Hello my name is cearn, and I'm an ARMaholic.

Aw crap. I told myself I wasn't going to do this:

bmp16_floodfill in ARM assembly

@ ---------------------------------------------------------------------
@ void bmp16_floodfill_asm(int x, int y, u16 clrNew, void *dstBase,
@   u16 dstW, u16 dstH);
@ ---------------------------------------------------------------------

    .extern memset16

    .text
    .arm
    .align 2
    .global bmp16_floodfill_asm
bmp16_floodfill_asm:
    stmfd   sp!, {r4-r11,lr}

    @ NOTE: all x-values are doubled for use as halfword offsets
    /* Reglist:
        r0: x, dstL
        r1: ppx (current pixel pointer)
        r2: x*2 (right, left, count)
        r3: yx / tmp / clr
        r4: clrNew
        r5: clrOld
        r6: dstW*2
        r7: dstH-1
        r8: dstBase
        r9: top of span-stack
        r10: clrUp
        r11: clrDown    
        ip: y
    */


    @ Prep ppx, clrOld, stack
    ldrh    r6, [sp, #36]
    ldrh    r7, [sp, #40]
    mov     r6, r6, lsl #1
    mov     r0, r0, lsl #1
    mla     r4, r6, r1, r3
    ldrh    r5, [r4, r0]
    cmp     r5, r2                  @ Old color== new color: nevermind
    beq     .Lbmp16_flood_end

    mov     r8, r3
    mov     r9, sp
    mov     r4, r2

    @ Initial push (merge with prologue?)
    add     r3, r0, r1, lsl #16
    stmfd   sp!, {r3}

    @ While stack not empty, get new span
.Lbmp16_flood_pop:
        ldmfd   sp!, {r3}
        mov     ip, r3, lsr #16     @ y
        eor     r2, r3, ip, lsl #16 @ x
        mla     r0, r6, ip, r8      @ dstL= &dstBase[y*dstW]

        @ Find left (can be optimized more)
.Lbmp16_flood_left:
            ldrh    r3, [r0,r2]
            cmp     r3, r5          @ clr==clrOld
            subeq   r2, r2, #2
            moveqs  r3, r2, asr #31 @ Special for x>=0
            beq     .Lbmp16_flood_left

        @ Prepare for moving right
        add     r2, r2, #2          @ Step back into span
        add     r0, r0, r2          @
        sub     r1, r0, #2
        mvn     r10, #0             @ clrUp= clrDown= -1
        mvn     r11, #0

        @# Move right, checking up and down as we go
.Lbmp16_flood_right:
            ldrh    r3, [r1,#2]!
            cmp     r3, r5
            bne     .Lbmp16_flood_fill_line

            @ Check for new upper span
            ldrh    r3, [r1,-r6]
            cmp     r3, r10
            mov     r10, r3
            beq     .Lbmp16_flood_down
            cmp     r3, r5
            bne     .Lbmp16_flood_down
            subs    r3, ip, #1
            @ y-1>=0: we have a new up-span: push it.
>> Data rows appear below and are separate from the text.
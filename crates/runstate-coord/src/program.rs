//! Program definitions

use serde::{Deserialize, Serialize};

/// Everything a coordinator records about a program, except its state
#[derive(Clone, Debug, PartialEq, Eq, Serialize, Deserialize)]
#[serde(default)]
pub struct ProgramDefinition {
    /// Disabled programs take no part in transitions
    pub enabled: bool,
    /// Standalone programs run on their own and are not waited for
    pub standalone: bool,
    /// Executable path
    pub path: String,
    /// Host the program runs on
    pub host: String,
    /// Ring buffer the program writes to
    pub outring: String,
    /// Ring buffer the program reads from
    pub inring: String,
}

impl Default for ProgramDefinition {
    fn default() -> Self {
        Self {
            enabled: true,
            standalone: false,
            path: String::new(),
            host: String::new(),
            outring: String::new(),
            inring: String::new(),
        }
    }
}

impl ProgramDefinition {
    /// Enabled, coordinated program at `path` on `host`
    pub fn new(path: impl Into<String>, host: impl Into<String>) -> Self {
        Self {
            path: path.into(),
            host: host.into(),
            ..Self::default()
        }
    }

    pub fn with_rings(mut self, outring: impl Into<String>, inring: impl Into<String>) -> Self {
        self.outring = outring.into();
        self.inring = inring.into();
        self
    }

    pub fn enabled(mut self, enabled: bool) -> Self {
        self.enabled = enabled;
        self
    }

    pub fn standalone(mut self, standalone: bool) -> Self {
        self.standalone = standalone;
        self
    }

    /// Takes part in global transitions
    pub fn is_active(&self) -> bool {
        self.enabled && !self.standalone
    }
}

#[cfg(test)]
mod tests {
    use super::*;

    #[test]
    fn test_builder() {
        let def = ProgramDefinition::new("/usr/opt/daq/bin/Readout", "spdaq08")
            .with_rings("fox", "")
            .standalone(true);
        assert!(def.enabled);
        assert!(def.standalone);
        assert!(!def.is_active());
        assert_eq!(def.outring, "fox");
    }

    #[test]
    fn test_json_defaults() {
        let def: ProgramDefinition =
            serde_json::from_str(r#"{"path": "/bin/evb", "host": "localhost"}"#).unwrap();
        assert!(def.is_active());
        assert_eq!(def.inring, "");

        let text = serde_json::to_string(&def).unwrap();
        let back: ProgramDefinition = serde_json::from_str(&text).unwrap();
        assert_eq!(back, def);
    }
}
//! In-process fleets
//!
//! A `Fleet` is one in-memory store, the coordinator that drives it and a set
//! of simulated programs. Everything talks through the same connector, the
//! way a real deployment would talk to one store server.

use std::sync::Arc;

use runstate_coord::{CoordinatorConfig, ProgramDefinition, StateCoordinator};
use runstate_core::{layout, RunStateResult};
use runstate_store::{install_run_state_schema, MemoryConnector, MemoryStore, StoreConnector};

use crate::{EchoBehavior, EchoingProgram};

/// One program in a fleet plan
#[derive(Clone, Debug)]
pub struct FleetMember {
    pub name: String,
    pub definition: ProgramDefinition,
    pub behavior: EchoBehavior,
}

impl FleetMember {
    /// Counts toward convergence and answers it
    pub fn answers_transitions(&self) -> bool {
        self.definition.is_active() && self.behavior.echoes()
    }
}

/// Fleet builder
#[derive(Clone, Debug)]
pub struct FleetBuilder {
    store_name: String,
    members: Vec<FleetMember>,
    timeout_secs: u64,
    parent_dir: Option<String>,
}

impl Default for FleetBuilder {
    fn default() -> Self {
        FleetBuilder {
            store_name: "fleet".into(),
            members: Vec::new(),
            timeout_secs: 5,
            parent_dir: None,
        }
    }
}

impl FleetBuilder {
    pub fn new() -> Self {
        Self::default()
    }

    pub fn program(mut self, name: &str, definition: ProgramDefinition, behavior: EchoBehavior) -> Self {
        self.members.push(FleetMember {
            name: name.to_string(),
            definition,
            behavior,
        });
        self
    }

    /// Enabled, coordinated program echoing immediately
    pub fn echoing(self, name: &str) -> Self {
        self.program(name, ProgramDefinition::default(), EchoBehavior::immediate())
    }

    /// Transition timeout written to `/RunState/Timeout`
    pub fn timeout_secs(mut self, secs: u64) -> Self {
        self.timeout_secs = secs;
        self
    }

    /// Keep programs under `dir` instead of `/RunState`
    pub fn parent_dir(mut self, dir: &str) -> Self {
        self.parent_dir = Some(dir.to_string());
        self
    }

    pub fn build(self) -> RunStateResult<Fleet> {
        let store = MemoryStore::shared();
        install_run_state_schema(store.as_ref())?;
        let connector = MemoryConnector::new(self.store_name.clone(), Arc::clone(&store));

        let mut coordinator =
            StateCoordinator::from_config(&connector, CoordinatorConfig::testing(&self.store_name))?;
        coordinator.set_timeout(self.timeout_secs)?;
        if let Some(dir) = &self.parent_dir {
            coordinator.store().mkdir(dir)?;
            coordinator.set_program_parent_dir(dir)?;
        }

        let mut fleet = Fleet {
            store,
            connector,
            coordinator,
            members: Vec::new(),
            programs: Vec::new(),
        };
        for member in self.members {
            fleet.join(member)?;
        }
        Ok(fleet)
    }
}

/// A running fleet
pub struct Fleet {
    store: Arc<MemoryStore>,
    connector: MemoryConnector,
    coordinator: StateCoordinator,
    members: Vec<FleetMember>,
    programs: Vec<EchoingProgram>,
}

impl Fleet {
    pub fn builder() -> FleetBuilder {
        FleetBuilder::new()
    }

    pub fn store(&self) -> &Arc<MemoryStore> {
        &self.store
    }

    pub fn connector(&self) -> &MemoryConnector {
        &self.connector
    }

    pub fn coordinator(&self) -> &StateCoordinator {
        &self.coordinator
    }

    pub fn coordinator_mut(&mut self) -> &mut StateCoordinator {
        &mut self.coordinator
    }

    pub fn members(&self) -> &[FleetMember] {
        &self.members
    }

    /// Register a program and start its simulated process
    pub fn join(&mut self, member: FleetMember) -> RunStateResult<()> {
        let endpoint = self.connector.endpoint();
        let requests = self.connector.connect_requests(&endpoint)?;
        let feed = self.connector.connect_subscriptions(&endpoint)?;
        let program = EchoingProgram::spawn(&member.name, requests, feed, member.behavior)?;

        self.coordinator.add_program(&member.name, &member.definition)?;
        self.programs.push(program);
        self.members.push(member);
        Ok(())
    }

    /// Stop a program's process and remove it from the registry
    pub fn leave(&mut self, name: &str) -> RunStateResult<()> {
        if let Some(idx) = self.programs.iter().position(|p| p.name() == name) {
            self.programs.remove(idx).shutdown();
        }
        self.members.retain(|m| m.name != name);
        self.coordinator.delete_program(name)
    }

    /// True if every active program answers transitions
    pub fn expects_convergence(&self) -> bool {
        self.members
            .iter()
            .filter(|m| m.definition.is_active())
            .all(FleetMember::answers_transitions)
    }

    /// Drain stale notifications, request `state` and wait for the fleet
    pub fn transition(&mut self, state: &str) -> RunStateResult<()> {
        self.coordinator.process_messages()?;
        self.coordinator.set_global_state(state)?;
        self.coordinator.wait_transition()
    }

    /// Path of a program's state variable under the current parent
    pub fn state_path(&self, name: &str) -> String {
        layout::program_var(
            self.coordinator.program_parent_dir(),
            name,
            runstate_core::program::STATE,
        )
    }
}

impl std::fmt::Debug for Fleet {
    fn fmt(&self, f: &mut std::fmt::Formatter<'_>) -> std::fmt::Result {
        f.debug_struct("Fleet")
            .field("coordinator", &self.coordinator)
            .field("members", &self.members)
            .finish()
    }
}
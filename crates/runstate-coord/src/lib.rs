//! RunState Coordinator - Global run-state control over a fleet of programs
//!
//! This crate implements:
//! - The program registry kept under the program-parent directory
//! - Run metadata accessors (title, run number, recording, timeout)
//! - The convergence wait: broadcast a global transition, then block until
//!   every active program has echoed it or the timeout expires
//! - Coordinator configuration and tracing initialization

pub mod program;
pub mod config;
pub mod logging;
pub mod coordinator;
pub mod convergence;

pub use program::*;
pub use config::*;
pub use logging::*;
pub use coordinator::*;
pub use convergence::*;
//! Error types for RunState

use thiserror::Error;

/// Core RunState errors
#[derive(Error, Debug, Clone, PartialEq, Eq)]
pub enum RunStateError {
    // Lookup errors
    #[error("Not found: {0}")]
    NotFound(String),

    #[error("Already exists: {0}")]
    AlreadyExists(String),

    // Type engine errors
    #[error("Illegal transition: {0}")]
    IllegalTransition(String),

    // Connection errors
    #[error("Invalid endpoint: {0}")]
    InvalidEndpoint(String),

    // Convergence errors
    #[error("Transition timed out after {waited_ms} ms; still waiting on {pending:?}")]
    Timeout { waited_ms: u64, pending: Vec<String> },

    // Change feed errors
    #[error("Protocol error: {0}")]
    ProtocolError(String),

    #[error("Invalid argument: {0}")]
    InvalidArgument(String),

    #[error("Internal error: {0}")]
    Internal(String),
}

impl RunStateError {
    /// True for the `NotFound` variant
    pub fn is_not_found(&self) -> bool {
        matches!(self, RunStateError::NotFound(_))
    }

    /// True for the `Timeout` variant
    pub fn is_timeout(&self) -> bool {
        matches!(self, RunStateError::Timeout { .. })
    }
}

/// Result type for RunState operations
pub type RunStateResult<T> = Result<T, RunStateError>;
Push it good
            addge   r3, r2, r3, lsl #16
            stmgefd sp!, {r3}

            @ Check for new down span
.Lbmp16_flood_down:    
            ldrh    r3, [r1,+r6]
            cmp     r3, r11
            mov     r11, r3
            beq     .Lbmp16_flood_right_chk
            cmp     r3, r5
            bne     .Lbmp16_flood_right_chk
            add     r3, ip, #1
            cmp     r3, r7
            @ y+1<dstH: we have a new up-span: push it.
            addlt   r3, r2, r3, lsl #16
            stmltfd sp!, {r3}
                           
.Lbmp16_flood_right_chk:
            add     r2, r2, #2
            cmp     r2, r6
            bls     .Lbmp16_flood_right

.Lbmp16_flood_fill_line:
        sub     r2, r1, r0
        movs    r2, r2, lsr #1
        mov     r1, r4
        ldrne   r3,=memset16
        movne   lr, pc
        bxne    r3

        cmp     r9, sp
        bne     .Lbmp16_flood_pop

.Lbmp16_flood_end:
    ldmfd   sp!, {r4-r11,lr}
    bx      lr

That would be a stack-based 16-bit floodfill. Although it's slower, I prefer this to the recursive floodfill from last week because there's no chance of overflowing the stack. Well actually there is that risk, but it's a very low one because for new span the routine only uses a single extra word of stack-space instead of about 8. Only in really complex fills should you worry about stack-overflow. I also prefer this over the C-equivalent (given below) because C doesn't allow you to use the stack-pointer in this way; you'd have to allocate a complete stack for it (and hope that it doesn't overflow).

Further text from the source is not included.